Stada’s Independence in the Crosshairs on Buyout Speculation

  • Company said to have attracted attention from PE firms
  • Drugmaker’s stock has climbed almost 20 percent since May

Stada Arzneimittel AG’s time as an independent drugmaker selling copies of medicines like Viagra may be drawing to a close.

The German company has attracted interest from several private equity firms including Permira, CVC Capital Partners and Bain Capital, according to people familiar with the matter. Buyout firms have been studying the feasibility of a takeover with potential advisers, though deliberations are at an early stage, the people said, asking not to be identified as the discussions are confidential. Rival generics companies have also informally looked at Stada, the people said.

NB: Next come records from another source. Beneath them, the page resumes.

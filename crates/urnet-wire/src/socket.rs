//! Socket adapter abstraction.
//!
//! A [`SocketAdapter`] wraps one bidirectional transport connection behind
//! a non-blocking `send`. Every adapter in this crate is built on an
//! [`Outbox`]: frames are queued on an unbounded channel and a per-connection
//! writer task drains them to the transport, which keeps submission order
//! per adapter and never stalls the directory.

use std::fmt;
use std::sync::{Mutex, OnceLock};
use tokio::sync::mpsc;
use urnet_types::{Address, BusError, BusResult, Frame};

/// The transport behind an adapter.
#[derive(Debug, Clone, Copy, PartialEq, Eq, Hash)]
pub enum TransportKind {
    /// In-process link between two directories.
    Loopback,
    /// Local pipe (Unix domain socket).
    Pipe,
    /// Web socket.
    WebSocket,
}

impl fmt::Display for TransportKind {
    fn fmt(&self, f: &mut fmt::Formatter<'_>) -> fmt::Result {
        match self {
            Self::Loopback => write!(f, "loopback"),
            Self::Pipe => write!(f, "pipe"),
            Self::WebSocket => write!(f, "websocket"),
        }
    }
}

/// Connection-lifecycle events reported by transport tasks.
#[derive(Debug, Clone, PartialEq, Eq)]
pub enum SocketEvent {
    Connected,
    Disconnected,
    Error(String),
}

/// Uniform transport capability used by the directory.
pub trait SocketAdapter: Send + Sync + 'static {
    fn transport(&self) -> TransportKind;

    /// Human-readable description of the remote end.
    fn label(&self) -> String;

    /// The address this adapter was attached under, if any.
    fn address(&self) -> Option<Address>;

    /// Record the attachment address. Returns `false` if one is already set.
    fn bind_address(&self, address: Address) -> bool;

    /// Queue a frame for the transport. Fails only if the link is closed;
    /// write errors surface later as a [`SocketEvent::Error`].
    fn send(&self, frame: Frame) -> BusResult<()>;

    /// Stop accepting frames. Already queued frames are still flushed.
    fn close(&self);
}

/// Outbound queue and attachment slot shared by the concrete adapters.
pub struct Outbox {
    address: OnceLock<Address>,
    tx: Mutex<Option<mpsc::UnboundedSender<Frame>>>,
}

impl Outbox {
    /// Create an outbox and the receiver its writer task drains.
    pub fn channel() -> (Self, mpsc::UnboundedReceiver<Frame>) {
        let (tx, rx) = mpsc::unbounded_channel();
        (
            Self {
                address: OnceLock::new(),
                tx: Mutex::new(Some(tx)),
            },
            rx,
        )
    }

    pub fn address(&self) -> Option<Address> {
        self.address.get().cloned()
    }

    pub fn bind_address(&self, address: Address) -> bool {
        self.address.set(address).is_ok()
    }

    pub fn send(&self, frame: Frame) -> BusResult<()> {
        let tx = self.tx.lock().unwrap_or_else(|e| e.into_inner());
        let label = self
            .address()
            .map(|a| a.to_string())
            .unwrap_or_else(|| "unattached socket".to_string());
        match tx.as_ref() {
            Some(tx) => tx
                .send(frame)
                .map_err(|_| BusError::TransportSendFailure(format!("{label}: writer gone"))),
            None => Err(BusError::TransportSendFailure(format!("{label}: closed"))),
        }
    }

    pub fn close(&self) {
        self.tx.lock().unwrap_or_else(|e| e.into_inner()).take();
    }

    pub fn is_closed(&self) -> bool {
        self.tx
            .lock()
            .unwrap_or_else(|e| e.into_inner())
            .as_ref()
            .map_or(true, |tx| tx.is_closed())
    }
}

#[cfg(test)]
mod tests {
    use super::*;

    #[tokio::test]
    async fn test_outbox_preserves_order() {
        let (outbox, mut rx) = Outbox::channel();
        outbox.send(Frame::Heartbeat).unwrap();
        outbox
            .send(Frame::Goodbye {
                reason: "bye".into(),
            })
            .unwrap();
        assert_eq!(rx.recv().await.unwrap(), Frame::Heartbeat);
        assert_eq!(rx.recv().await.unwrap().kind(), "goodbye");
    }

    #[test]
    fn test_outbox_rejects_after_close() {
        let (outbox, _rx) = Outbox::channel();
        outbox.close();
        assert!(outbox.is_closed());
        assert!(matches!(
            outbox.send(Frame::Heartbeat),
            Err(BusError::TransportSendFailure(_))
        ));
    }

    #[test]
    fn test_outbox_fails_when_writer_dropped() {
        let (outbox, rx) = Outbox::channel();
        drop(rx);
        assert!(outbox.send(Frame::Heartbeat).is_err());
    }

    #[test]
    fn test_bind_address_once() {
        let (outbox, _rx) = Outbox::channel();
        assert!(outbox.bind_address(Address::parse("UADDR_01").unwrap()));
        assert!(!outbox.bind_address(Address::parse("UADDR_02").unwrap()));
        assert_eq!(outbox.address().unwrap().as_str(), "UADDR_01");
    }
}
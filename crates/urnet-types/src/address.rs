//! Bus addresses and the per-directory address allocator.
//!
//! An address is a short token of the form `<PREFIX>_<n>`, e.g. `UADDR_07`
//! or `SVR_01`. The prefix is upper-case alphanumeric and starts with a
//! letter; the suffix is a decimal counter.

use crate::error::{BusError, BusResult};
use serde::{Deserialize, Serialize};
use std::fmt;
use std::str::FromStr;

/// Prefix used for directories that have no configured or assigned address.
pub const HUB_PREFIX: &str = "SVR";

/// Default allocator prefix for attached socket adapters.
pub const DEFAULT_PREFIX: &str = "UADDR";

/// A validated bus address.
#[derive(Debug, Clone, PartialEq, Eq, Hash, PartialOrd, Ord, Serialize, Deserialize)]
#[serde(try_from = "String", into = "String")]
pub struct Address(String);

impl Address {
    /// Parse and validate an address.
    pub fn parse(s: &str) -> BusResult<Self> {
        let Some((prefix, counter)) = s.rsplit_once('_') else {
            return Err(BusError::InvalidAddress(s.to_string()));
        };
        if !is_valid_prefix(prefix)
            || counter.is_empty()
            || !counter.chars().all(|c| c.is_ascii_digit())
        {
            return Err(BusError::InvalidAddress(s.to_string()));
        }
        Ok(Self(s.to_string()))
    }

    /// The default address of a directory acting as a hub.
    pub fn hub() -> Self {
        Self(format!("{HUB_PREFIX}_01"))
    }

    pub fn as_str(&self) -> &str {
        &self.0
    }
}

fn is_valid_prefix(prefix: &str) -> bool {
    let mut chars = prefix.chars();
    match chars.next() {
        Some(c) if c.is_ascii_uppercase() => {}
        _ => return false,
    }
    chars.all(|c| c.is_ascii_uppercase() || c.is_ascii_digit())
}

impl fmt::Display for Address {
    fn fmt(&self, f: &mut fmt::Formatter<'_>) -> fmt::Result {
        f.write_str(&self.0)
    }
}

impl FromStr for Address {
    type Err = BusError;

    fn from_str(s: &str) -> Result<Self, Self::Err> {
        Self::parse(s)
    }
}

impl TryFrom<String> for Address {
    type Error = BusError;

    fn try_from(s: String) -> Result<Self, Self::Error> {
        Self::parse(&s)
    }
}

impl From<Address> for String {
    fn from(addr: Address) -> Self {
        addr.0
    }
}

/// Monotonic address allocator owned by one directory.
///
/// Counter values are never handed out twice, so an address is never reused
/// for the lifetime of the allocator, even after its adapter detaches.
#[derive(Debug, Clone)]
pub struct AddressAllocator {
    prefix: String,
    next: u64,
}

impl AddressAllocator {
    /// Create an allocator. Fails if the prefix is not upper-case alphanumeric.
    pub fn new(prefix: &str) -> BusResult<Self> {
        if !is_valid_prefix(prefix) {
            return Err(BusError::InvalidAddress(format!(
                "allocator prefix '{prefix}' must be upper-case alphanumeric"
            )));
        }
        Ok(Self {
            prefix: prefix.to_string(),
            next: 1,
        })
    }

    /// Allocate the next address, skipping any the caller reserves.
    pub fn allocate(&mut self, reserved: &Address) -> Address {
        loop {
            let n = self.next;
            self.next += 1;
            let candidate = Address(format!("{}_{n:02}", self.prefix));
            if &candidate != reserved {
                return candidate;
            }
        }
    }
}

Speculation regarding a takeover mounted this year after an activist investor successfully campaigned to overthrow a rule it said gave Stada’s board undue influence over ownership of the Bad Vilbel-based company, and helped usher in new independent directors. The unexpected departure of Chief Executive Officer Hartmut Retzlaff in June, after more than two decades at the helm, also made Stada appear even more appealing amidst an industry-wide wave of consolidation.

But while Stada is working with its long-time adviser Perella Weinberg Partners LP on strategy, the German company isn’t running a sales process and is currently more focused on improving operations, the people said. The drugmaker is open to playing a role in the industry’s consolidation, one of the people said.

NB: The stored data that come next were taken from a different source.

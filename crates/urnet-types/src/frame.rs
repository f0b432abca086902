//! Wire envelope exchanged between socket adapters.
//!
//! Local-pipe transports prefix each JSON-encoded frame with a 4-byte
//! big-endian length header. Web-socket transports send one JSON text
//! message per frame.

use crate::address::Address;
use crate::packet::Packet;
use serde::{Deserialize, Serialize};

/// Current protocol version.
pub const PROTOCOL_VERSION: u32 = 1;

/// Maximum frame size accepted by length-prefixed transports (16 MiB).
pub const MAX_FRAME_SIZE: u32 = 16 * 1024 * 1024;

/// One unit of transport traffic.
#[derive(Debug, Clone, PartialEq, Serialize, Deserialize)]
#[serde(tag = "type", rename_all = "snake_case")]
pub enum Frame {
    /// Hub to newly attached peer: "your address is X".
    Welcome {
        /// Address the hub allocated for this link.
        assigned: Address,
        /// The hub directory's own address.
        hub: Address,
        /// Message names the hub can service for this peer.
        services: Vec<String>,
        /// Nonce the peer must sign in its announcement.
        #[serde(default)]
        nonce: String,
        protocol_version: u32,
    },
    /// A directory declares its own address and serviceable names.
    Announce {
        address: Address,
        services: Vec<String>,
        /// HMAC-SHA256(shared_secret, nonce + address), hex-encoded.
        #[serde(default)]
        auth_hmac: String,
    },
    /// A routed message.
    Packet(Packet),
    /// Keep-alive sent on every aging tick.
    Heartbeat,
    /// The sender is about to close the link.
    Goodbye { reason: String },
}

impl Frame {
    pub fn kind(&self) -> &'static str {
        match self {
            Self::Welcome { .. } => "welcome",
            Self::Announce { .. } => "announce",
            Self::Packet(_) => "packet",
            Self::Heartbeat => "heartbeat",
            Self::Goodbye { .. } => "goodbye",
        }
    }
}

/// Encode a frame to bytes (4-byte big-endian length + JSON).
pub fn encode_frame(frame: &Frame) -> Result<Vec<u8>, serde_json::Error> {
    let json = serde_json::to_vec(frame)?;
    let len = json.len() as u32;
    let mut bytes = Vec::with_capacity(4 + json.len());
    bytes.extend_from_slice(&len.to_be_bytes());
    bytes.extend_from_slice(&json);
    Ok(bytes)
}

/// Decode the length prefix from a 4-byte header.
pub fn decode_length(header: &[u8; 4]) -> u32 {
    u32::from_be_bytes(*header)
}

/// Parse a JSON body into a Frame.
pub fn decode_frame(body: &[u8]) -> Result<Frame, serde_json::Error> {
    serde_json::from_slice(body)
}
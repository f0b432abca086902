//! Core types for the URNET message bus.
//!
//! This crate defines the data shared by every directory, transport and
//! client: addresses, message names, packets, the wire frame and the error
//! taxonomy. It contains no routing logic.

pub mod address;
pub mod config;
pub mod error;
pub mod frame;
pub mod name;
pub mod packet;

pub use address::{Address, AddressAllocator};
pub use error::{BusError, BusResult};
pub use frame::Frame;
pub use name::{Channel, MessageName};
pub use packet::{Direction, InvocationKind, Packet, TransactionKey};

Stada declined to comment for this story.

Stock Gains

“We will concentrate on growth,” Matthias Wiedenfels, who took over as the drugmaker’s CEO from Retzlaff, told reporters in November. “Independence is not a goal in itself.”

Wiedenfels at that time refused to comment on whether the company has held talks with potential buyers or whether it’s big enough to survive on its own.

Representatives for Permira and CVC also declined to comment. Bain didn’t return calls seeking comment.

Media reports about the interest in Stada have propelled its stock up almost 20 percent since early May, when Active Ownership Capital Sarl’s stake in the company and demands for change became public. That’s boosted the drugmaker’s market value to 2.8 billion euros ($2.9 billion). The shares jumped almost 4 percent to 46.065 euros on Monday.

2019 Goals

The drugmaker in October reiterated plans to boost revenue to 2.6 billion euros by 2019, up 23 percent from the 2.11 billion euros generated last year, as both its branded medicines and cheaper copycat drugs expand sales. Profit excluding some costs were projected to gain 50 percent to 250 million euros as the company pares expenses.

Potential buyers see opportunities to improve profit margins and operational efficiency as well as reap savings through a combination with other generic companies, people with knowledge of the matter said. Some of the buyout firms have been struggling to come up with a takeover offer and financing package that would make Stada an attractive investment, the people said.

Stada would give buyers access to Russian and German markets for over-the-counter and copycat drugs. The company has two divisions -- branded products and generics -- and is known for medicines such as Grippostad, to treat the common cold, and pain relief treatment tilidine naloxone. Its biggest pharmaceutical drug is APO-go, used in the care of patients with Parkinson’s disease, which generated 63 million euros in sales last year.

An acquisition of Stada would add to a string of deals in the generics industry. 

Narrowing Field

Israel’s Teva Pharmaceutical Industries Ltd. acquired the division that makes copycat medicines from Allergan Plc this year for $40.5 billion to once again become the world’s biggest maker of generic drugs. Meanwhile Mylan NV, rebuffed by Perrigo Co., bought Sweden’s Meda AB for $7.2 billion this year. Switzerland’s Novartis AG has also said it could spend up to $5 billion for bolt-on acquisitions including assets to strengthen its Sandoz division, which is currently the world’s second-largest maker of copycat drugs.

Active Ownership, an investment company that buys minority stakes in undervalued publicly traded companies in Germany, Austria, Switzerland and Scandinavia, this year amassed a 7 percent stake in Stada, making it the company’s largest investor.

Under pressure from Active Ownership, Stada replaced three board members and named a new chairman. It also ended a restriction on the transfer of some shares, which until then could only change hands with the board’s consent.

Still, the activist investor continues to apply pressure on the company. Most recently, it filed a lawsuit in Frankfurt alleging that the election of two people to the board in August was in suspicious circumstances.

“We continue to be convinced of the significant operational improvement potential at Stada,” Klaus Roehrig, founder and partner of Active Ownership, said in a statement on Friday.